» **Your goal**
Your answer must consist of every line from the data below that includes the word "period".

» **Records shown**

<<<<

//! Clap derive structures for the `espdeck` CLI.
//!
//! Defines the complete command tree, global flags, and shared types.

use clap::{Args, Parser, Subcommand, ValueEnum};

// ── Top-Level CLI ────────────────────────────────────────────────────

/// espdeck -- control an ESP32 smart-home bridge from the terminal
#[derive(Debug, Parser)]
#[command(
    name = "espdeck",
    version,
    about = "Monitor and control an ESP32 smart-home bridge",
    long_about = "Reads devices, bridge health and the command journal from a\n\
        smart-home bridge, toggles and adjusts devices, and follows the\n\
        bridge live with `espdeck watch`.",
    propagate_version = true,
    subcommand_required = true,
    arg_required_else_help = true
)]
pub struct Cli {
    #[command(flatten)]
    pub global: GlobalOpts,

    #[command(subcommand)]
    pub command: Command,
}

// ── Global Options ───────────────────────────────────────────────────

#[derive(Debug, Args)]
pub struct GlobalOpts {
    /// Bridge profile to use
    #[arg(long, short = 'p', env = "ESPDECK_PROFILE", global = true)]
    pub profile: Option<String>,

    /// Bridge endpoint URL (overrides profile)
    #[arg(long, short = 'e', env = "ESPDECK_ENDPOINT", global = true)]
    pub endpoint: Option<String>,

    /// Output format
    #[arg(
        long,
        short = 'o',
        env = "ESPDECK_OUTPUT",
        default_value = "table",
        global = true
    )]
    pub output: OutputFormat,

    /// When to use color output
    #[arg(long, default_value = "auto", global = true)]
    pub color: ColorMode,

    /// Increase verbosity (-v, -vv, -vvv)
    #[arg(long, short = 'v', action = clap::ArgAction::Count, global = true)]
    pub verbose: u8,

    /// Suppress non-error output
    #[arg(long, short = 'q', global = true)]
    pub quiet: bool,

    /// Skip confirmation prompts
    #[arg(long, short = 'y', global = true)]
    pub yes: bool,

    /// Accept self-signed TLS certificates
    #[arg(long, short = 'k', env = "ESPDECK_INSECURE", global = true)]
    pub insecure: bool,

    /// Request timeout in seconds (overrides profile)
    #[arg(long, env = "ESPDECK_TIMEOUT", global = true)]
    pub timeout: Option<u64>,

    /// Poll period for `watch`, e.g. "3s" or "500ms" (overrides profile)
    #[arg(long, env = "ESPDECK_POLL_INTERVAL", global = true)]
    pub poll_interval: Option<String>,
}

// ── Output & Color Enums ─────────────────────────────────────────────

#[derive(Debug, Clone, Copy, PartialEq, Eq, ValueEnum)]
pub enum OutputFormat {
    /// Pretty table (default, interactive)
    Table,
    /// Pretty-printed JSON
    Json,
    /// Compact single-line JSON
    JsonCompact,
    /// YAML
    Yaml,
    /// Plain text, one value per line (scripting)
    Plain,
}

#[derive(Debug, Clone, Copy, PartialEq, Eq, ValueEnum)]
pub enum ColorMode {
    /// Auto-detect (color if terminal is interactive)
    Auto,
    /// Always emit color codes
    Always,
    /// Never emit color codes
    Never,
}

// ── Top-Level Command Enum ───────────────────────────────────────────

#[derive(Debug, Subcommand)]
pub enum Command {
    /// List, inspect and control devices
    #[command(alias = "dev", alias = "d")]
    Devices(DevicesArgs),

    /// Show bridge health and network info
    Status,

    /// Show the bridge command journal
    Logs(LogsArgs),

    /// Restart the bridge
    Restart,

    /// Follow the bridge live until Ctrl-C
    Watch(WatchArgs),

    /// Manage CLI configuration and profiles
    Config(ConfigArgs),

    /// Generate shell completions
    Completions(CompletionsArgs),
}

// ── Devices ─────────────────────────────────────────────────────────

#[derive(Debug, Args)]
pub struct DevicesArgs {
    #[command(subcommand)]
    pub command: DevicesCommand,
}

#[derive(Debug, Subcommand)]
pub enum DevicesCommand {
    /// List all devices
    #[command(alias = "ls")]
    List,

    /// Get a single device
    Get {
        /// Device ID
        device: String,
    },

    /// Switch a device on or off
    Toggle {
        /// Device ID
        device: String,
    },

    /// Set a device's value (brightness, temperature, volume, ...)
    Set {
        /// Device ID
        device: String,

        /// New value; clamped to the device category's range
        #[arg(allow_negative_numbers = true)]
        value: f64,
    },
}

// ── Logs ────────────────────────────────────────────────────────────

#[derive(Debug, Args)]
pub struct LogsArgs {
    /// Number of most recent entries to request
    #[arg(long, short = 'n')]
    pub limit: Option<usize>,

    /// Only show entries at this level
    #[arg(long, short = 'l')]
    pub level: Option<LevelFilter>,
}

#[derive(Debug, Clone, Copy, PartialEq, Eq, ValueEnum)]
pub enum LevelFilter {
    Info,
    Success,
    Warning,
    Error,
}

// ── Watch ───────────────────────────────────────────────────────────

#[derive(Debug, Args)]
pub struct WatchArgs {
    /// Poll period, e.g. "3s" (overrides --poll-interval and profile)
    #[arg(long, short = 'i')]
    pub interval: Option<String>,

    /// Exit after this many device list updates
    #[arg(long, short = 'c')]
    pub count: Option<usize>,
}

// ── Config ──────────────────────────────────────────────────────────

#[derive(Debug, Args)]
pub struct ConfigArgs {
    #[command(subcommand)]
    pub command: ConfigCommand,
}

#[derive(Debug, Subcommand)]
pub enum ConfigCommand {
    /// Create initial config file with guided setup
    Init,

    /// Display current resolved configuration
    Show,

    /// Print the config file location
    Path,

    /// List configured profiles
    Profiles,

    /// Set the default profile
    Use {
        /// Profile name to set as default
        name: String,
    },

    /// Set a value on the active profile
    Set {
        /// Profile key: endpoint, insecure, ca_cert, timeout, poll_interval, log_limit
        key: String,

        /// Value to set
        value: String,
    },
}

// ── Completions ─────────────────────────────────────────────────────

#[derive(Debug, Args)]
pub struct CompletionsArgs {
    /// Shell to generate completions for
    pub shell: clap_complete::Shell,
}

>>>>
<<<<

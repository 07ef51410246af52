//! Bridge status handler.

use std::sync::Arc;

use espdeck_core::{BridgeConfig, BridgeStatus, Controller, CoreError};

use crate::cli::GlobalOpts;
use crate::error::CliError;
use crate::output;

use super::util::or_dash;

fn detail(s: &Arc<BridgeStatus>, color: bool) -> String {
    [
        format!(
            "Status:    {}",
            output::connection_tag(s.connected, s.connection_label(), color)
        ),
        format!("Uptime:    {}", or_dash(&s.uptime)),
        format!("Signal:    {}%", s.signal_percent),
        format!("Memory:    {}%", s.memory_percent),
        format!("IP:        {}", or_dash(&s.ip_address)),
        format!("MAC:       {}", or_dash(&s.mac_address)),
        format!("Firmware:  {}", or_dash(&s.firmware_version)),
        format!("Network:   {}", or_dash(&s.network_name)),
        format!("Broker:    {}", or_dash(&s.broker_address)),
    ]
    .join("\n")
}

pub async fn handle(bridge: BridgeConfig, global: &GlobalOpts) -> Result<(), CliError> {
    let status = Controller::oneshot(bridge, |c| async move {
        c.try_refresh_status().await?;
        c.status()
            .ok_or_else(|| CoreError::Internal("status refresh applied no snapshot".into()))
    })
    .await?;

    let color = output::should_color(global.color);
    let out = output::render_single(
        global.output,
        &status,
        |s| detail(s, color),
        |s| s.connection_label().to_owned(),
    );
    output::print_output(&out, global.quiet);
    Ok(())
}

>>>>

» **Completed exercise**
    /// Poll period for `watch`, e.g. "3s" or "500ms" (overrides profile)
    /// Poll period, e.g. "3s" (overrides --poll-interval and profile)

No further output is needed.